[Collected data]
=====

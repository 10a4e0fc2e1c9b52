//! Phase-based mood/energy prediction behind an injectable service.
//!
//! The dashboard asks a [`PredictionService`] for a mood label and an energy
//! score given the current phase, symptom list and a few user attributes.
//! [`HttpPredictor`] talks to an optional local model server;
//! [`RuleBasedPredictor`] uses the fixed phase tables in [`crate::cycle`];
//! [`FallbackPredictor`] chains the two so the answer never depends on the
//! server being reachable. The inference engine never calls into this module.

use std::time::Duration;

use miette::Diagnostic;
use serde::{Deserialize, Serialize};
use thiserror::Error;

use crate::config::PredictionConfig;
use crate::cycle::{self, MoodLabel, Phase};

/// Errors from the prediction service.
#[derive(Debug, Error, Diagnostic)]
pub enum PredictError {
    #[error("prediction service is not available at {url}")]
    #[diagnostic(
        code(sakura::predict::unavailable),
        help("Start the model server or set `prediction.enabled = false` to use rule-based predictions.")
    )]
    Unavailable { url: String },

    #[error("prediction request failed: {message}")]
    #[diagnostic(
        code(sakura::predict::request_failed),
        help("Check that the model server is running and its model is loaded.")
    )]
    RequestFailed { message: String },

    #[error("failed to parse prediction response: {message}")]
    #[diagnostic(
        code(sakura::predict::parse_error),
        help("The server returned an unexpected response format.")
    )]
    ParseError { message: String },
}

pub type PredictResult<T> = std::result::Result<T, PredictError>;

/// Inputs to a prediction.
#[derive(Debug, Clone, PartialEq, Serialize, Deserialize)]
pub struct PredictionRequest {
    pub phase: Phase,
    pub symptoms: Vec<String>,
    pub age: u32,
    pub sleep_hours: f64,
    pub current_mood: MoodLabel,
    /// Self-reported stress, 1–5.
    pub stress: u8,
    /// Activity level, 0–2.
    pub activity: u8,
}

impl PredictionRequest {
    /// A request for `phase` with default user attributes.
    pub fn new(phase: Phase) -> Self {
        Self {
            phase,
            symptoms: Vec::new(),
            age: 25,
            sleep_hours: 8.0,
            current_mood: MoodLabel::Neutral,
            stress: 3,
            activity: 2,
        }
    }

    pub fn with_symptoms(mut self, symptoms: Vec<String>) -> Self {
        self.symptoms = symptoms;
        self
    }

    pub fn menopausal(&self) -> bool {
        self.phase == Phase::PostMenopause
    }
}

/// A predicted mood label and energy score (1–10).
#[derive(Debug, Clone, Copy, PartialEq, Eq, Serialize, Deserialize)]
pub struct Prediction {
    pub mood: MoodLabel,
    pub energy: u8,
}

/// Anything that can turn a request into a prediction.
pub trait PredictionService: Send + Sync {
    fn predict(&self, request: &PredictionRequest) -> PredictResult<Prediction>;

    /// Cheap liveness check.
    fn is_available(&self) -> bool;
}

// ---------------------------------------------------------------------------
// Rule-based
// ---------------------------------------------------------------------------

/// Fixed phase tables. Always available.
#[derive(Debug, Clone, Copy, Default)]
pub struct RuleBasedPredictor;

impl PredictionService for RuleBasedPredictor {
    fn predict(&self, request: &PredictionRequest) -> PredictResult<Prediction> {
        Ok(Prediction {
            mood: cycle::predict_mood(request.phase, &request.symptoms),
            energy: cycle::predict_energy(request.phase, &request.symptoms),
        })
    }

    fn is_available(&self) -> bool {
        true
    }
}

// ---------------------------------------------------------------------------
// HTTP
// ---------------------------------------------------------------------------

/// Client for the local model server (`/health`, `/predict_energy`,
/// `/predict_mood`).
#[derive(Debug, Clone)]
pub struct HttpPredictor {
    base_url: String,
    timeout: Duration,
}

impl HttpPredictor {
    pub fn new(base_url: impl Into<String>, timeout: Duration) -> Self {
        Self {
            base_url: base_url.into().trim_end_matches('/').to_string(),
            timeout,
        }
    }

    pub fn from_config(config: &PredictionConfig) -> Self {
        Self::new(&config.base_url, Duration::from_secs(config.timeout_secs))
    }

    pub fn base_url(&self) -> &str {
        &self.base_url
    }

    fn agent(&self) -> ureq::Agent {
        ureq::AgentBuilder::new().timeout(self.timeout).build()
    }

    fn post(&self, path: &str, body: serde_json::Value) -> PredictResult<serde_json::Value> {
        let url = format!("{}{path}", self.base_url);
        let resp = self
            .agent()
            .post(&url)
            .send_json(body)
            .map_err(|e| match e {
                ureq::Error::Transport(_) => PredictError::Unavailable { url: url.clone() },
                ureq::Error::Status(code, _) => PredictError::RequestFailed {
                    message: format!("{url} returned status {code}"),
                },
            })?;
        resp.into_json().map_err(|e| PredictError::ParseError {
            message: e.to_string(),
        })
    }

    /// Energy score from `/predict_energy`, rounded and clamped to 1–10.
    pub fn predict_energy(&self, request: &PredictionRequest) -> PredictResult<u8> {
        let body = serde_json::json!({
            "cycle_phase": request.phase.index(),
            "symptoms": request.symptoms.len(),
            "age": request.age,
            "menopause": u8::from(request.menopausal()),
            "sleep_hours": request.sleep_hours,
            "mood": request.current_mood.score(),
            "stress": request.stress,
            "activity": request.activity,
        });
        let json = self.post("/predict_energy", body)?;
        let score = json["energy_score"]
            .as_f64()
            .ok_or_else(|| PredictError::ParseError {
                message: "missing 'energy_score' field".into(),
            })?;
        Ok(score.round().clamp(1.0, 10.0) as u8)
    }

    /// Mood label from `/predict_mood`.
    pub fn predict_mood(&self, request: &PredictionRequest) -> PredictResult<MoodLabel> {
        let body = serde_json::json!({
            "cycle_phase": request.phase.index(),
            "symptoms": request.symptoms,
            "menopause": u8::from(request.menopausal()),
        });
        let json = self.post("/predict_mood", body)?;
        serde_json::from_value(json["mood"].clone()).map_err(|e| PredictError::ParseError {
            message: format!("bad 'mood' field: {e}"),
        })
    }
}

impl PredictionService for HttpPredictor {
    fn predict(&self, request: &PredictionRequest) -> PredictResult<Prediction> {
        Ok(Prediction {
            mood: self.predict_mood(request)?,
            energy: self.predict_energy(request)?,
        })
    }

    fn is_available(&self) -> bool {
        let url = format!("{}/health", self.base_url);
        match self.agent().get(&url).call() {
            Ok(resp) => resp
                .into_json::<serde_json::Value>()
                .map(|json| json["model_loaded"].as_bool().unwrap_or(false))
                .unwrap_or(false),
            Err(e) => {
                tracing::debug!(url, error = %e, "prediction health check failed");
                false
            }
        }
    }
}

// ---------------------------------------------------------------------------
// Fallback
// ---------------------------------------------------------------------------

/// Tries `primary`, answering from `fallback` on any error.
#[derive(Debug, Clone)]
pub struct FallbackPredictor<P, F = RuleBasedPredictor> {
    primary: P,
    fallback: F,
}

impl<P: PredictionService> FallbackPredictor<P> {
    /// Fall back to the rule-based tables.
    pub fn new(primary: P) -> Self {
        Self::with_fallback(primary, RuleBasedPredictor)
    }
}

impl<P: PredictionService, F: PredictionService> FallbackPredictor<P, F> {
    pub fn with_fallback(primary: P, fallback: F) -> Self {
        Self { primary, fallback }
    }
}

impl<P: PredictionService, F: PredictionService> PredictionService for FallbackPredictor<P, F> {
    fn predict(&self, request: &PredictionRequest) -> PredictResult<Prediction> {
        match self.primary.predict(request) {
            Ok(prediction) => Ok(prediction),
            Err(e) => {
                tracing::warn!(error = %e, "prediction service unavailable, using fallback");
                self.fallback.predict(request)
            }
        }
    }

    fn is_available(&self) -> bool {
        self.primary.is_available() || self.fallback.is_available()
    }
}

/// The predictor described by `config`: HTTP with rule-based fallback when
/// enabled, rule-based only otherwise.
pub fn from_config(config: &PredictionConfig) -> Box<dyn PredictionService> {
    if config.enabled {
        Box::new(FallbackPredictor::new(HttpPredictor::from_config(config)))
    } else {
        Box::new(RuleBasedPredictor)
    }
}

=====

#### Your goal:
From the data above, reproduce word for word the lines running from the line with "Inputs to a prediction." to the line with "energy score (1–10).", ends included.

#### Answer box:
/// Inputs to a prediction.
#[derive(Debug, Clone, PartialEq, Serialize, Deserialize)]
pub struct PredictionRequest {
    pub phase: Phase,
    pub symptoms: Vec<String>,
    pub age: u32,
    pub sleep_hours: f64,
    pub current_mood: MoodLabel,
    /// Self-reported stress, 1–5.
    pub stress: u8,
    /// Activity level, 0–2.
    pub activity: u8,
}

impl PredictionRequest {
    /// A request for `phase` with default user attributes.
    pub fn new(phase: Phase) -> Self {
        Self {
            phase,
            symptoms: Vec::new(),
            age: 25,
            sleep_hours: 8.0,
            current_mood: MoodLabel::Neutral,
            stress: 3,
            activity: 2,
        }
    }

    pub fn with_symptoms(mut self, symptoms: Vec<String>) -> Self {
        self.symptoms = symptoms;
        self
    }

    pub fn menopausal(&self) -> bool {
        self.phase == Phase::PostMenopause
    }
}

/// A predicted mood label and energy score (1–10).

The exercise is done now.